The industrialists were waiting for the peasant reform, realizing that for the development of factory and commercial affairs free hands and a wide labor market were needed. The reform, it would seem, solved this problem, since the peasants, on the one hand, were freed from personal dependence, and on the other, many of them were ready to go to town to earn money. However, at first, other circumstances became decisive. In many factories, at the time of the abolition of serfdom, workers were not employed, but rather workers were attached to them. As soon as these people obtained their freedom, hatred of bonded labor forced them to leave work in droves and leave the factories, selling houses and gardens for nothing. The wages that increased several times did not help return the workers. Therefore, early on after the reform, many enterprises reduced production. This was especially characteristic of iron mills and cloth factories, which on a large scale used the labor of serfs. Only 10 years later, having mastered the new conditions, did they begin to increase their production.

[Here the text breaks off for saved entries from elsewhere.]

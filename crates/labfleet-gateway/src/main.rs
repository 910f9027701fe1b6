//! Labfleet controller - booking API and reconciliation loop.
//!
//! This is the main entry point for the controller process. It owns the
//! authoritative store, serves the user-facing HTTP API, and runs the
//! reconciler plus health monitor as a background task.

use std::sync::Arc;

use labfleet_auth::{AuthConfig, TokenAuthority};
use labfleet_control::{ControlPlaneService, HttpAgentClient, Reconciler};
use labfleet_gateway::{create_router, GatewayConfig, GatewayState};
use labfleet_store::RocksStore;
use tracing_subscriber::{layer::SubscriberExt, util::SubscriberInitExt};

#[tokio::main]
async fn main() -> Result<(), Box<dyn std::error::Error>> {
    // Initialize tracing
    tracing_subscriber::registry()
        .with(
            tracing_subscriber::EnvFilter::try_from_default_env()
                .unwrap_or_else(|_| "info,labfleet=debug".into()),
        )
        .with(tracing_subscriber::fmt::layer())
        .init();

    tracing::info!("Starting labfleet controller");

    let config = GatewayConfig::from_env();
    tracing::info!(
        listen_addr = %config.listen_addr,
        data_dir = %config.data_dir,
        tick_interval_secs = config.reconciler.tick_interval_secs,
        "Controller configuration loaded"
    );

    // Open the authoritative store.
    let store = Arc::new(RocksStore::open(&config.data_dir)?);
    tracing::info!(path = %config.data_dir, "Opened RocksDB store");

    // Build the orchestration plane.
    let control = Arc::new(ControlPlaneService::new(Arc::clone(&store)));

    // Spawn the reconciler and health monitor as one background task.
    let agent_client = Arc::new(HttpAgentClient::new(&config.reconciler));
    let reconciler = Reconciler::new(Arc::clone(&store), agent_client, config.reconciler.clone());
    tokio::spawn(reconciler.run());
    tracing::info!("Reconciliation loop spawned");

    // Token authority for the API.
    let tokens = Arc::new(TokenAuthority::new(&AuthConfig {
        secret: config.token_secret.clone(),
        token_ttl_hours: config.token_ttl_hours,
    }));

    let listen_addr = config.listen_addr.clone();
    let state = GatewayState::new(control, tokens, config);
    let app = create_router(state);

    tracing::info!(listen_addr = %listen_addr, "Starting HTTP server");
    let listener = tokio::net::TcpListener::bind(&listen_addr).await?;
    axum::serve(listener, app).await?;

    Ok(())
}
//! HTTP API gateway for the labfleet booking platform.
//!
//! This crate provides the controller process's public surface:
//!
//! - Bearer-token authentication with typed role gating
//! - REST endpoints for registration, booking submission, and administration
//! - Error mapping to the `{"error": …}` body contract
//!
//! The binary also owns process wiring: it opens the store, builds the
//! control plane, and spawns the reconciler task alongside the HTTP server.
//!
//! # Example
//!
//! ```no_run
//! use std::sync::Arc;
//! use labfleet_auth::{AuthConfig, TokenAuthority};
//! use labfleet_control::ControlPlaneService;
//! use labfleet_gateway::{create_router, GatewayConfig, GatewayState};
//! use labfleet_store::RocksStore;
//!
//! # async fn example() -> Result<(), Box<dyn std::error::Error>> {
//! let store = Arc::new(RocksStore::open("/tmp/labfleet")?);
//! let control = Arc::new(ControlPlaneService::new(store));
//! let config = GatewayConfig::default();
//! let tokens = Arc::new(TokenAuthority::new(&AuthConfig {
//!     secret: config.token_secret.clone(),
//!     token_ttl_hours: config.token_ttl_hours,
//! }));
//!
//! let state = GatewayState::new(control, tokens, config);
//! let app = create_router(state);
//!
//! let listener = tokio::net::TcpListener::bind("0.0.0.0:8000").await?;
//! axum::serve(listener, app).await?;
//! # Ok(())
//! # }
//! ```

#![forbid(unsafe_code)]
#![warn(missing_docs)]
#![warn(clippy::all)]
#![warn(clippy::pedantic)]
#![allow(clippy::module_name_repetitions)]

pub mod auth;
pub mod config;
pub mod error;
pub mod handlers;
pub mod routes;
pub mod state;

pub use auth::{Admin, AuthUser, Student};
pub use config::GatewayConfig;
pub use error::ApiError;
pub use routes::create_router;
pub use state::GatewayState;
//! Core types and utilities for labfleet.
//!
//! This crate provides the foundational types used throughout the labfleet
//! platform:
//!
//! - **Identifiers**: Strongly-typed integer IDs for users, agents, and bookings
//! - **Memory sizes**: Parsing of request memory strings (`"4g"`, `"512m"`)
//!   into whole gigabytes for capacity accounting
//!
//! # Example
//!
//! ```
//! use labfleet_core::{BookingId, parse_mem_gb};
//!
//! let booking_id = BookingId::new(42);
//! assert_eq!(booking_id.as_u64(), 42);
//!
//! // Capacity math is done in whole GB; megabyte requests round up.
//! assert_eq!(parse_mem_gb("4g").unwrap(), 4);
//! assert_eq!(parse_mem_gb("512m").unwrap(), 1);
//! ```

#![forbid(unsafe_code)]
#![warn(missing_docs)]
#![warn(clippy::all)]
#![warn(clippy::pedantic)]

pub mod ids;
pub mod mem;
pub mod role;

pub use ids::{AgentId, BookingId, UserId};
pub use mem::{parse_mem_gb, MemParseError};
pub use role::Role;
//! HTTP error mapping for the agent API.

use axum::http::StatusCode;
use axum::response::{IntoResponse, Response};
use axum::Json;
use thiserror::Error;

use crate::runtime::RuntimeError;

/// Errors surfaced by the agent's HTTP API.
#[derive(Debug, Error)]
pub enum AgentError {
    /// The start request named no image.
    #[error("Missing image parameter")]
    MissingImage,

    /// The requested image could not be found or pulled.
    #[error("Image not found: {0}")]
    ImageNotFound(String),

    /// No container by that name exists.
    #[error("Container not found")]
    ContainerNotFound,

    /// The container runtime failed.
    #[error("{0}")]
    Runtime(String),
}

impl AgentError {
    /// Get the HTTP status code for this error.
    #[must_use]
    pub const fn status_code(&self) -> StatusCode {
        match self {
            Self::MissingImage | Self::ImageNotFound(_) => StatusCode::BAD_REQUEST,
            Self::ContainerNotFound => StatusCode::NOT_FOUND,
            Self::Runtime(_) => StatusCode::INTERNAL_SERVER_ERROR,
        }
    }
}

impl IntoResponse for AgentError {
    fn into_response(self) -> Response {
        let status = self.status_code();
        let body = serde_json::json!({ "error": self.to_string() });
        (status, Json(body)).into_response()
    }
}

impl From<RuntimeError> for AgentError {
    fn from(err: RuntimeError) -> Self {
        match err {
            RuntimeError::ImageNotFound(image) => Self::ImageNotFound(image),
            RuntimeError::ContainerNotFound(_) => Self::ContainerNotFound,
            RuntimeError::Runtime(message) => Self::Runtime(message),
        }
    }
}
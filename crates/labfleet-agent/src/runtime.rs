//! Container runtime backed by the local Docker daemon.
//!
//! The [`ContainerRuntime`] trait is the seam between the HTTP handlers and
//! Docker; [`DockerRuntime`] is the production implementation over
//! `bollard`. Containers are named `compute_<user_id>_<5-digit-random>`,
//! labeled so they can be recognized later, and limited to the booked CPU
//! quota and memory.

use std::collections::HashMap;

use async_trait::async_trait;
use bollard::container::{
    Config, CreateContainerOptions, ListContainersOptions, RemoveContainerOptions,
    StartContainerOptions, StopContainerOptions,
};
use bollard::errors::Error as DockerError;
use bollard::image::CreateImageOptions;
use bollard::models::{HostConfig, PortBinding};
use bollard::Docker;
use futures::TryStreamExt;
use rand::Rng;
use thiserror::Error;

/// Label identifying containers this system manages.
pub const MANAGED_BY_LABEL: &str = "compute_booking";

/// Seconds a container gets to exit cleanly before it is killed.
const STOP_GRACE_SECS: i64 = 10;

/// Attempts at generating a non-colliding container name.
const NAME_ATTEMPTS: usize = 3;

/// Errors from the container runtime.
#[derive(Debug, Error)]
pub enum RuntimeError {
    /// The image is unknown and could not be pulled.
    #[error("image not found: {0}")]
    ImageNotFound(String),

    /// No container by that name exists.
    #[error("container not found: {0}")]
    ContainerNotFound(String),

    /// The Docker daemon reported a failure.
    #[error("runtime error: {0}")]
    Runtime(String),
}

/// Parameters for launching a session container.
#[derive(Debug, Clone)]
pub struct LaunchSpec {
    /// Booking owner, recorded as a label and environment variable.
    pub user_id: u64,
    /// Image to run.
    pub image: String,
    /// CPU cores to grant.
    pub cpu: u32,
    /// Memory limit as submitted (e.g. `"4g"`).
    pub memory: String,
    /// Host port to bind; the container port is the same number.
    pub port: u16,
}

/// One managed container, as reported by `/containers`.
#[derive(Debug, Clone, serde::Serialize)]
pub struct ContainerInfo {
    /// Truncated container id.
    pub id: String,
    /// Container name.
    pub name: String,
    /// Runtime status string.
    pub status: String,
    /// Container labels.
    pub labels: HashMap<String, String>,
}

/// The runtime operations the HTTP surface needs.
#[async_trait]
pub trait ContainerRuntime: Send + Sync {
    /// Create and start a session container, returning its name.
    ///
    /// # Errors
    ///
    /// Returns [`RuntimeError::ImageNotFound`] if the image cannot be
    /// pulled, or [`RuntimeError::Runtime`] for daemon failures.
    async fn start(&self, spec: &LaunchSpec) -> Result<String, RuntimeError>;

    /// Stop a container with a grace period, then remove it.
    ///
    /// # Errors
    ///
    /// Returns [`RuntimeError::ContainerNotFound`] for unknown names.
    async fn stop(&self, name: &str) -> Result<(), RuntimeError>;

    /// List managed containers.
    ///
    /// # Errors
    ///
    /// Returns [`RuntimeError::Runtime`] for daemon failures.
    async fn list(&self) -> Result<Vec<ContainerInfo>, RuntimeError>;

    /// Pull an image, verifying it is available.
    ///
    /// # Errors
    ///
    /// Returns [`RuntimeError::ImageNotFound`] if the pull fails.
    async fn pull(&self, image: &str) -> Result<(), RuntimeError>;
}

/// Production runtime over the local Docker daemon.
pub struct DockerRuntime {
    docker: Docker,
}

impl DockerRuntime {
    /// Connect to the local Docker daemon.
    ///
    /// # Errors
    ///
    /// Returns an error if the daemon socket is unreachable.
    pub fn connect() -> Result<Self, RuntimeError> {
        let docker = Docker::connect_with_local_defaults()
            .map_err(|e| RuntimeError::Runtime(e.to_string()))?;
        Ok(Self { docker })
    }

    /// Pull the image if the daemon does not already have it.
    async fn ensure_image(&self, image: &str) -> Result<(), RuntimeError> {
        match self.docker.inspect_image(image).await {
            Ok(_) => Ok(()),
            Err(DockerError::DockerResponseServerError {
                status_code: 404, ..
            }) => {
                tracing::info!(image, "Pulling image");
                self.pull(image).await
            }
            Err(e) => Err(RuntimeError::Runtime(e.to_string())),
        }
    }
}

/// Generate a container name for the given user.
fn generate_name(user_id: u64) -> String {
    let suffix: u32 = rand::thread_rng().gen_range(10_000..=99_999);
    format!("compute_{user_id}_{suffix}")
}

/// Parse a `\d+[gm]` memory string into a byte limit.
fn memory_bytes(memory: &str) -> Option<i64> {
    let (digits, unit) = memory.split_at(memory.len().checked_sub(1)?);
    let amount: i64 = digits.parse().ok()?;
    match unit {
        "g" => amount.checked_mul(1024 * 1024 * 1024),
        "m" => amount.checked_mul(1024 * 1024),
        _ => None,
    }
}

#[async_trait]
impl ContainerRuntime for DockerRuntime {
    async fn start(&self, spec: &LaunchSpec) -> Result<String, RuntimeError> {
        self.ensure_image(&spec.image).await?;

        let memory = memory_bytes(&spec.memory)
            .ok_or_else(|| RuntimeError::Runtime(format!("bad memory limit: {}", spec.memory)))?;
        let port_key = format!("{}/tcp", spec.port);

        let mut labels = HashMap::new();
        labels.insert("managed_by".to_string(), MANAGED_BY_LABEL.to_string());
        labels.insert("user_id".to_string(), spec.user_id.to_string());

        let mut port_bindings = HashMap::new();
        port_bindings.insert(
            port_key.clone(),
            Some(vec![PortBinding {
                host_ip: Some("0.0.0.0".to_string()),
                host_port: Some(spec.port.to_string()),
            }]),
        );

        let config = Config {
            image: Some(spec.image.clone()),
            env: Some(vec![
                format!("USER_ID={}", spec.user_id),
                format!("CONTAINER_PORT={}", spec.port),
            ]),
            labels: Some(labels),
            exposed_ports: Some(HashMap::from([(port_key, HashMap::new())])),
            host_config: Some(HostConfig {
                memory: Some(memory),
                // Whole cores: quota in microseconds per 100ms period.
                cpu_quota: Some(i64::from(spec.cpu) * 100_000),
                cpu_period: Some(100_000),
                port_bindings: Some(port_bindings),
                ..Default::default()
            }),
            ..Default::default()
        };

        // A retried start after a lost response may collide with the
        // previous attempt's name; regenerate and try again.
        let mut last_error = None;
        for _ in 0..NAME_ATTEMPTS {
            let name = generate_name(spec.user_id);
            match self
                .docker
                .create_container(
                    Some(CreateContainerOptions {
                        name: name.as_str(),
                        platform: None,
                    }),
                    config.clone(),
                )
                .await
            {
                Ok(_) => {
                    self.docker
                        .start_container(&name, None::<StartContainerOptions<String>>)
                        .await
                        .map_err(|e| RuntimeError::Runtime(e.to_string()))?;
                    tracing::info!(container = %name, port = spec.port, "Container started");
                    return Ok(name);
                }
                Err(DockerError::DockerResponseServerError {
                    status_code: 409,
                    message,
                }) => {
                    tracing::warn!(container = %name, "Name collision, regenerating");
                    last_error = Some(RuntimeError::Runtime(message));
                }
                Err(e) => return Err(RuntimeError::Runtime(e.to_string())),
            }
        }

        Err(last_error
            .unwrap_or_else(|| RuntimeError::Runtime("container name collisions".to_string())))
    }

    async fn stop(&self, name: &str) -> Result<(), RuntimeError> {
        match self
            .docker
            .stop_container(name, Some(StopContainerOptions { t: STOP_GRACE_SECS }))
            .await
        {
            Ok(()) => {}
            Err(DockerError::DockerResponseServerError {
                status_code: 404, ..
            }) => return Err(RuntimeError::ContainerNotFound(name.to_string())),
            Err(e) => return Err(RuntimeError::Runtime(e.to_string())),
        }

        match self
            .docker
            .remove_container(
                name,
                Some(RemoveContainerOptions {
                    force: true,
                    ..Default::default()
                }),
            )
            .await
        {
            // Already gone counts as removed.
            Ok(())
            | Err(DockerError::DockerResponseServerError {
                status_code: 404, ..
            }) => {
                tracing::info!(container = %name, "Container stopped");
                Ok(())
            }
            Err(e) => Err(RuntimeError::Runtime(e.to_string())),
        }
    }

    async fn list(&self) -> Result<Vec<ContainerInfo>, RuntimeError> {
        let mut filters = HashMap::new();
        filters.insert(
            "label".to_string(),
            vec![format!("managed_by={MANAGED_BY_LABEL}")],
        );

        let containers = self
            .docker
            .list_containers(Some(ListContainersOptions {
                all: false,
                filters,
                ..Default::default()
            }))
            .await
            .map_err(|e| RuntimeError::Runtime(e.to_string()))?;

        Ok(containers
            .into_iter()
            .map(|c| ContainerInfo {
                id: c.id.unwrap_or_default().chars().take(12).collect(),
                name: c
                    .names
                    .unwrap_or_default()
                    .first()
                    .map(|n| n.trim_start_matches('/').to_string())
                    .unwrap_or_default(),
                status: c.state.unwrap_or_default(),
                labels: c.labels.unwrap_or_default(),
            })
            .collect())
    }

    async fn pull(&self, image: &str) -> Result<(), RuntimeError> {
        self.docker
            .create_image(
                Some(CreateImageOptions {
                    from_image: image,
                    ..Default::default()
                }),
                None,
                None,
            )
            .try_collect::<Vec<_>>()
            .await
            .map_err(|_| RuntimeError::ImageNotFound(image.to_string()))?;
        Ok(())
    }
}

#[cfg(test)]
mod tests {
    use super::*;

    #[test]
    fn name_format_and_range() {
        for _ in 0..50 {
            let name = generate_name(42);
            let suffix = name.strip_prefix("compute_42_").unwrap();
            assert_eq!(suffix.len(), 5);
            let value: u32 = suffix.parse().unwrap();
            assert!((10_000..=99_999).contains(&value));
        }
    }

    #[test]
    fn memory_bytes_parsing() {
        assert_eq!(memory_bytes("4g"), Some(4 * 1024 * 1024 * 1024));
        assert_eq!(memory_bytes("512m"), Some(512 * 1024 * 1024));
        assert_eq!(memory_bytes("1g"), Some(1024 * 1024 * 1024));
        assert_eq!(memory_bytes("4gb"), None);
        assert_eq!(memory_bytes("g"), None);
        assert_eq!(memory_bytes(""), None);
    }
}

New opportunities for entrepreneurial activity opened up after the reform of 1861. The beginning of the construction of railways made it possible to reorganize the heavy industry in a short time and seriously revive business in joint-stock activities. The development and reorganization of industry at that time was facilitated by the influx of foreign capital. In the 1890s century. in Russia, the industrial base of entrepreneurship was finally formed and began to be established, and at the beginning of the 20th century it has already become a mass phenomenon.

In the same period, a labor market was formed, a joint-stock form of entrepreneurship was developing, and private joint-stock banks were opened – commercial, land and others. It is curious that by the beginning of the 20th century. in the Russian economy, 2/3 of all industrial production was produced at joint-stock, unit and other enterprises of collective forms of entrepreneurial activity. Moreover, the highest incomes came from investments in cotton production, in trade and credit. Thus, the process of monopolization of firms began.

According to the historian Alex M. Feldman, the monopolization of new industries followed older forms of feudalism as in the Byzantine economy; the laws governing access to land ownership were comensurate with the laws governing access to bullion, rendering the Political economy of the Russian Empire into essentially Mercantilism despite its industrialization. The abolition of serfdom pushed the accelerated change of feudal serfdom to bourgeois–capitalist relations. Monetary relations began to develop. A number of large-scale industries were created and developed. During this process, the number of industrial workers in both the public and private sectors grew. The number of equipped companies rapidly increased, and the production rate became higher. The market also did not stand still. With the help of a growing network of railways, new capitalist relations spread throughout Russia. A new credit system was created (mutual credit societies, commercial banks). European financial circles also took part in these development.